将地图/字典的 Spark Dataframe 列展平为多列 [英] Flatten Spark Dataframe column of map/dictionary into multiple columns
问题描述
我们有一个 DataFrame
看起来像这样:
DataFrame[事件:字符串,属性:地图<字符串,字符串>]
请注意,有两列:event
和 properties
.我们如何根据 map
中的键值将 properties
列拆分或展平为多列?
我注意到我可以这样做:
newDf = df.withColumn("foo", col("properties")["foo"])
产生
的Dataframe
DataFrame[event: string, properties: map, foo: String]

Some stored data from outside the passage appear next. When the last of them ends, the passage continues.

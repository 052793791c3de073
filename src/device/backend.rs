//! # Radio Backends
//!
//! The connection manager talks to hardware only through these two traits:
//!
//! - [`Radio`]: the local adapter (discovery, pairing, opening links)
//! - [`Link`]: one open connection to a device (writes, status reads, teardown)
//!
//! Implementations: [`super::rfcomm`] for Bluetooth Classic SPP on Linux and
//! [`super::simulated`] for demo mode and tests.

use std::time::Duration;

use async_trait::async_trait;
use tokio::sync::mpsc;

use crate::error::Result;

/// One sighting of a device during discovery.
#[derive(Debug, Clone, PartialEq, Eq)]
pub struct Advertisement {
    pub id: String,
    pub name: Option<String>,
    /// RSSI in dBm, larger is stronger
    pub rssi: i16,
    pub paired: bool,
}

/// Metadata fetched from a device right after connecting.
#[derive(Debug, Clone, Default, PartialEq, Eq)]
pub struct LinkInfo {
    pub firmware_version: Option<String>,
    pub battery_level: Option<u8>,
}

/// Local Bluetooth adapter.
#[async_trait]
pub trait Radio: Send + Sync {
    /// Fail with `PermissionDenied` or `RadioUnavailable` if the radio cannot be used.
    async fn check_permissions(&self) -> Result<()>;

    /// Whether the adapter is present and powered.
    async fn is_enabled(&self) -> bool;

    /// Power the adapter on. Succeeds if it already is.
    async fn enable(&self) -> Result<()>;

    /// Report advertisements on `found` until `timeout` elapses.
    ///
    /// The same device may be reported more than once; the caller deduplicates.
    async fn scan(&self, timeout: Duration, found: mpsc::UnboundedSender<Advertisement>)
    -> Result<()>;

    /// Devices already bonded with this adapter.
    async fn bonded_devices(&self) -> Result<Vec<Advertisement>>;

    async fn is_paired(&self, id: &str) -> Result<bool>;

    /// Create a bond with the device.
    async fn pair(&self, id: &str) -> Result<()>;

    /// Open a link to a (paired) device.
    async fn connect(&self, id: &str) -> Result<Box<dyn Link>>;
}

/// An open connection to one device.
#[async_trait]
pub trait Link: Send + Sync {
    /// Write bytes in a single link write.
    async fn write(&self, data: &[u8]) -> Result<()>;

    /// Read the raw `[battery, paper, error]` status triple.
    async fn read_status(&self) -> Result<[u8; 3]>;

    async fn info(&self) -> Result<LinkInfo>;

    async fn is_connected(&self) -> bool;

    /// Tear down the link. Called at most once by the manager.
    async fn close(&self) -> Result<()>;
}
//! # Reference Devices
//!
//! Well-known embosser profiles offered when a scan finds nothing and
//! `discovery.allow_fallback_devices` is enabled. They are always tagged
//! [`DiscoverySource::Fallback`] and connect through the in-process
//! simulated backend, never the real radio.
//!
//! | Profile | Id | RSSI | Firmware |
//! |---------|----|------|----------|
//! | Pocket | `FB:00:00:00:00:01` | -45 dBm | 1.4.2 |
//! | Desk | `FB:00:00:00:00:02` | -60 dBm | 2.0.1 |

use chrono::Utc;

use super::{Advertisement, ConnectionState, Device, DiscoverySource, LinkInfo};

/// A demo device profile.
#[derive(Debug, Clone, Copy, PartialEq, Eq)]
pub struct ReferenceDevice {
    pub id: &'static str,
    pub name: &'static str,
    pub signal_strength: i16,
    pub firmware_version: &'static str,
    pub battery_level: u8,
}

impl ReferenceDevice {
    /// Handheld single-line embosser.
    pub const POCKET: Self = Self {
        id: "FB:00:00:00:00:01",
        name: "Braillink Pocket (demo)",
        signal_strength: -45,
        firmware_version: "1.4.2",
        battery_level: 90,
    };

    /// Mains-powered page embosser.
    pub const DESK: Self = Self {
        id: "FB:00:00:00:00:02",
        name: "Braillink Desk (demo)",
        signal_strength: -60,
        firmware_version: "2.0.1",
        battery_level: 100,
    };

    /// All profiles, strongest signal first.
    pub const ALL: [Self; 2] = [Self::POCKET, Self::DESK];

    pub fn find(id: &str) -> Option<Self> {
        Self::ALL.into_iter().find(|d| d.id == id)
    }

    pub fn advertisement(&self) -> Advertisement {
        Advertisement {
            id: self.id.to_string(),
            name: Some(self.name.to_string()),
            rssi: self.signal_strength,
            paired: true,
        }
    }

    pub fn link_info(&self) -> LinkInfo {
        LinkInfo {
            firmware_version: Some(self.firmware_version.to_string()),
            battery_level: Some(self.battery_level),
        }
    }

    pub fn to_device(&self) -> Device {
        Device {
            id: self.id.to_string(),
            display_name: self.name.to_string(),
            signal_strength: self.signal_strength,
            connection_state: ConnectionState::Idle,
            battery_level: None,
            firmware_version: None,
            paired: true,
            source: DiscoverySource::Fallback,
            last_seen: Utc::now(),
        }
    }
}

/// Fallback scan result entries.
pub fn reference_devices() -> Vec<Device> {
    ReferenceDevice::ALL.iter().map(ReferenceDevice::to_device).collect()
}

但是我必须对所有的键一一执行这些操作.有没有办法自动完成所有这些?例如,如果properties
中有foo
、bar
、baz
作为键,我们可以将其展平吗?地图
:
DataFrame[event: string, foo: String, bar: String, baz: String]
您可以使用 explode()
函数 - 它通过创建两个额外的列来展平地图 - key
和每个条目的 value
:
如果您有一列具有可分组依据的唯一值,则可以使用数据透视表.例如:
df.withColumn('id', monotonically_increasing_id()) \.select('id', 'event',explode('properties')) \.groupBy('id', 'event').pivot('key').agg(first('value'))
We have a DataFrame
that looks like this:
DataFrame[event: string, properties: map<string,string>]
Notice that there are two columns: event
and properties
. How do we split or flatten the properties
column into multiple columns based on the key values in the map
?
I notice I can do something like this:
newDf = df.withColumn("foo", col("properties")["foo"])
which produce a Dataframe
of
DataFrame[event: string, properties: map<string,string>, foo: String]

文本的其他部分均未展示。